Windows 2000 box reboots on dial up
March 14, 2007 12:47 AM   Subscribe

How can I repair a Windows 2000 box that reboots upon dialling up to the internet?

My mother-in-laws Windows 2000 box has started rebooting when it dials up to her ISP. I suspect some virus/spyware has managed to get it's claws into the system and is being activated when it connects to the internet which then causes a reboot due to some incompatiable/malicious code.

I've downloaded the latest versions of AVG/Ad-Aware/Spybot S&D and run them and they found a few problems and cleaned them up but the rebooting still occurs.

Is there an easy way to repair this system? I have the Windows 2000 installation disks. I also have a OEM copy of Windows XP that has yet to be installed. If I upgrade from 2000 to XP would that work? Will it import all her settings/passwords across?

I'd prefer not to wipe the machine clean if I can avoid it due to her not knowing what her various passwords are (dial-up, email, internet banking).
posted by PenDevil to Computers & Internet (8 answers total)
 
From what you've explained, it sounds like the Blaster.A (LoveSan, MBlast.A) virus screwed with your mom-in-law's system. It affects the Remote Procedure Call (RPC) of a computer causing the computer to reboot in 60 seconds when a problem is detected with the RPC.

You can try to turn off the RPC which will let you to connect to the internet without getting booted, and get a patch that will allow you to fix the problem. To do that with Windows XP you can go to Control Panel>Administrative Tools>Services>scroll down to Remote Procedure Call>right click on it and choose Properties>choose the Recovery tab on the top> change all the options for failures from 'Restart the Computer' to 'Take No Action' and apply. I imagine the steps are the same or similar with Windows 2000.

You can google for msblast.exe (the name of the virus file), and there should be several results on how to get rid of it and fix your problem. Its likely just a patch you have to download and run.

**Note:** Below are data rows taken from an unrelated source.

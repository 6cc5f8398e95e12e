//! Input errors and exit codes for agegreet.

use thiserror::Error;

/// Failures while reading interactive input.
#[derive(Error, Debug)]
pub enum InputError {
    #[error("'{token}' is not a whole number")]
    NotAnInteger { token: String },

    #[error("input closed before an age was entered")]
    InputClosed,

    #[error("IO error: {0}")]
    Io(#[from] std::io::Error),
}

/// Exit code for success
pub const EXIT_SUCCESS: i32 = 0;

/// Exit code for general errors
pub const EXIT_GENERAL_ERROR: i32 = 1;

/// Exit code when stdin closes before the interaction completes
pub const EXIT_INPUT_CLOSED: i32 = 66;
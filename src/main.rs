mod assistant;
mod config;
mod error;
mod handlers;
mod inventory;
mod python_service;
mod routes;
mod state;
mod uploads;

use anyhow::Result;
use axum::Router;
use std::net::SocketAddr;
use tower_http::cors::CorsLayer;
use tower_http::trace::TraceLayer;
use tracing::info;
use tracing_subscriber::EnvFilter;

use crate::config::Config;
use crate::state::AppState;

#[tokio::main]
async fn main() -> Result<()> {
    tracing_subscriber::fmt()
        .with_env_filter(
            EnvFilter::try_from_default_env()
                .unwrap_or_else(|_| EnvFilter::new("kitchen_assistant_backend=debug,tower_http=debug")),
        )
        .init();

    let config_path = std::env::var("CONFIG_PATH").unwrap_or_else(|_| "conf.yaml".to_string());
    let config = Config::load(&config_path)?;
    info!("Loaded configuration (file: {})", config_path);

    std::fs::create_dir_all(config.system.upload_path())?;
    info!("Upload directory: {}", config.system.upload_dir);

    let app_state = AppState::new(config.clone()).await?;

    let app = Router::new()
        .merge(routes::create_routes(&config))
        .layer(TraceLayer::new_for_http())
        .layer(CorsLayer::permissive())
        .with_state(app_state);

    let host: std::net::IpAddr = config.system.host.parse()?;
    let addr = SocketAddr::from((host, config.system.port));
    info!("Starting server on {}", addr);

    let listener = tokio::net::TcpListener::bind(addr).await?;
    axum::serve(listener, app).await?;

    Ok(())
}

If you can, download the patch from a non-affected pc and put it on a usb drive or whatever to transfer it to the infected pc. That way you wont have to disable anything.

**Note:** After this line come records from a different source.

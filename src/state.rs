use std::sync::Arc;

use crate::assistant::AssistantInvoker;
use crate::config::Config;
use crate::inventory::{InventoryStore, PostgresInventoryStore};
use crate::python_service::PythonAssistant;

/// Read-only handles shared by every request.
#[derive(Clone)]
pub struct AppState {
    pub config: Config,
    pub inventory: Arc<dyn InventoryStore>,
    pub assistant: Arc<dyn AssistantInvoker>,
}

impl AppState {
    pub async fn new(config: Config) -> anyhow::Result<Self> {
        let assistant = Arc::new(PythonAssistant::from_config(&config.assistant)?);
        let inventory = Arc::new(PostgresInventoryStore::connect_lazy(
            &config.database.url,
            config.database.max_connections,
        )?);

        Ok(Self::with_services(config, inventory, assistant))
    }

    pub fn with_services(
        config: Config,
        inventory: Arc<dyn InventoryStore>,
        assistant: Arc<dyn AssistantInvoker>,
    ) -> Self {
        Self {
            config,
            inventory,
            assistant,
        }
    }
}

Microsoft is also supposed to have a patch to clear this up, Windows Update should take care of the problem, but i'm guessing.. no internet=no update (and 56k doesn't make updates from Windows any pleasant).

Good Luck..
Hope this helps :)
posted by Advocate, I at 1:20 AM on March 14, 2007


Response by poster: That might be it but the computer doesn't reboot 60 seconds after connecting to the internet, it does so immediately (right after the password is sent and I assume the PPP connection is up). I'll definitely investigate this though.
posted by PenDevil at 2:28 AM on March 14, 2007


Try HijackThis as you can use it to disable anything attached to IE (good or bad). Be careful though, as it can cause damage.

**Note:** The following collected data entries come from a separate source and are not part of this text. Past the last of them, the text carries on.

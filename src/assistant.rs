use async_trait::async_trait;
use std::path::Path;
use thiserror::Error;

/// Outcome of a failed assistant invocation.
#[derive(Debug, Clone, PartialEq, Eq, Error)]
pub enum ProcessError {
    /// The interpreter or script could not be launched at all.
    #[error("failed to start assistant process: {message}")]
    Spawn { message: String },

    /// The process ran but exited non-zero or wrote to stderr.
    #[error("assistant process failed (code {code:?}): {stderr}")]
    Failed { code: Option<i32>, stderr: String },
}

/// Capability to ask the external assistant a question.
///
/// The HTTP layer only sees this trait, so handlers can be driven by a fake
/// in tests while production shells out to the assistant script.
#[async_trait]
pub trait AssistantInvoker: Send + Sync {
    /// Ask with free text. Returns the trimmed answer.
    async fn ask(&self, text: &str) -> Result<String, ProcessError>;

    /// Ask with an audio file on disk. Returns the trimmed answer.
    async fn ask_with_audio(&self, audio_path: &Path) -> Result<String, ProcessError>;

    /// Human-readable description of the backing program, for health output.
    fn describe(&self) -> serde_json::Value {
        serde_json::Value::Null
    }
}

It could also be that your Winsock2 stack is fubar'ed. Try LSPFix. There is also probably a Win2k version of winsockxpfix , but I'm not sure what it is.
posted by stovenator at 3:10 AM on March 14, 2007


Response by poster: stovenator: Thanks for the links. I tried LSPFix before but it didn't seem to help. It's not specifically an IE thing as it happens when I use Firefox as well. The dial-up dialog comes up normally, dials in, sends username and password and then immediately reboots. Sometimes it will reboot into a BSOD other times it won't.
posted by PenDevil at 3:51 AM on March 14, 2007


She might not know what her various passwords are, but any malware still on the machine probably does. It sounds like a 'nuke from orbit' situation; in the long run the best way to help your mother-in-law is by spending the time on making sure everything is stable and secure rather than wasting time on an upgrade that might not do the job.
posted by malevolent at 5:25 AM on March 14, 2007


It could be a problem with either the modem or even the phone line. If there is a higher than usual voltage in the line it could be doing some funky things to the computer.
posted by JJ86 at 6:07 AM on March 14, 2007


Try a different modem. Sounds like a hardware problem to me.
posted by chundo at 8:16 AM on March 14, 2007


First, delete the modem driver from the hardware manager and reinstall it with the current driver available on the manufacturers website. This will do two things: upgrade the driver and windows will have to rebuild all the tcpip accociations to that device, so if you truly removed this virus it cannot hook back into it.

Secondly, if this fails, buy a new modem for 15 dollars and install it. Could be hardware.